BTW, in the PR, the failure is encountered during grad transform. https://github.com/Lightning-AI/lightning-thunder/blob/59467aa5e401ea1c4d2c4e6f9e94d1dbe147a19e/thunder/core/transforms.py#L2280

jjsjann123 commented 1 month ago

Note, I think the issue is coming from the tree_flatten part I did. (I think I needed this change to explicitly mark dependency for entries in slice)

optree.register_pytree_node(
    slice,
    lambda s: ([s.start, s.stop, s.step], None, None),
    lambda _, children: slice(*children),
    namespace=OPTREE_NAMESPACE,
)

Somehow nothing is done for the flattening for list, yet list is unpacked properly. e.g.

def foo2(a, newshape):
    return thunder.clang.reshape(a, newshape)

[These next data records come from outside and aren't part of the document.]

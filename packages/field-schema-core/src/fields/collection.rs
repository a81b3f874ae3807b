//! Document type definitions that own a field tree.

use serde::{Deserialize, Serialize};

use super::Field;
use crate::config::CompilerConfig;
use crate::table::IdType;

fn default_true() -> bool {
    true
}

/// Version history options.
#[derive(Debug, Clone, Default, PartialEq, Eq, Serialize, Deserialize)]
#[serde(rename_all = "camelCase")]
pub struct VersionsConfig {
    /// Drafts add a `_status` field and a `latest` flag on versions
    #[serde(default)]
    pub drafts: bool,
}

/// Repeatable document type.
#[derive(Debug, Clone, PartialEq, Serialize, Deserialize)]
#[serde(rename_all = "camelCase")]
pub struct CollectionConfig {
    pub slug: String,
    /// Overrides the table name derived from the slug
    #[serde(default)]
    pub db_name: Option<String>,
    pub fields: Vec<Field>,
    /// Id column type; falls back to the compiler default
    #[serde(default)]
    pub id_type: Option<IdType>,
    #[serde(default = "default_true")]
    pub timestamps: bool,
    #[serde(default)]
    pub versions: Option<VersionsConfig>,
}

impl CollectionConfig {
    /// Creates a collection with timestamps and no versions.
    pub fn new(slug: impl Into<String>, fields: Vec<Field>) -> Self {
        Self {
            slug: slug.into(),
            db_name: None,
            fields,
            id_type: None,
            timestamps: true,
            versions: None,
        }
    }

    /// Returns true when drafts are enabled.
    pub fn drafts(&self) -> bool {
        self.versions.as_ref().is_some_and(|v| v.drafts)
    }
}

/// Singleton document type.
#[derive(Debug, Clone, PartialEq, Serialize, Deserialize)]
#[serde(rename_all = "camelCase")]
pub struct GlobalConfig {
    pub slug: String,
    #[serde(default)]
    pub db_name: Option<String>,
    pub fields: Vec<Field>,
    #[serde(default)]
    pub versions: Option<VersionsConfig>,
}

impl GlobalConfig {
    pub fn new(slug: impl Into<String>, fields: Vec<Field>) -> Self {
        Self {
            slug: slug.into(),
            db_name: None,
            fields,
            versions: None,
        }
    }

    pub fn drafts(&self) -> bool {
        self.versions.as_ref().is_some_and(|v| v.drafts)
    }
}

/// Everything one compilation run needs, as loaded from a config file.
#[derive(Debug, Clone, Default, PartialEq, Serialize, Deserialize)]
#[serde(rename_all = "camelCase")]
pub struct SchemaConfig {
    #[serde(default)]
    pub compiler: CompilerConfig,
    #[serde(default)]
    pub collections: Vec<CollectionConfig>,
    #[serde(default)]
    pub globals: Vec<GlobalConfig>,
}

foo2_trace = tracer(foo2, a, (2, 6, 3))
print(foo2_trace)
# Constructed by Dead Code Elimination (took 0 milliseconds)
import thunder
import thunder.core.prims as prims
import torch
from thunder.executors.torchex import no_autocast

@torch.no_grad()
@no_autocast
def foo2(a, newshape):
  # a: "cuda:0 f32[2, 2, 9]"
  # newshape: "Collection"
  i0, i1, i2, = newshape
  t15 = prims.reshape(a, (i0, i1, i2))  # t15: "cuda:0 f32[2, 6, 3]"
  return t15

Not sure if this is because of ListProxy... I'll try to dig deeper.

tfogal commented 1 month ago

Jie is this a problem with the default cache argument to thunder.jit? Or only with symbolic values?

jjsjann123 commented 1 month ago

Jie is this a problem with the default cache argument to thunder.jit? Or only with symbolic values?

got me a while to figure out how to access github. 🙇

Yeah this is only with symbolic values. I have it mostly figured out in my prototype PR #1201. There might be some remaining issues with pytree, but at least I should be able to close this issue with that PR. I should have it cleaned up shortly and ready for review.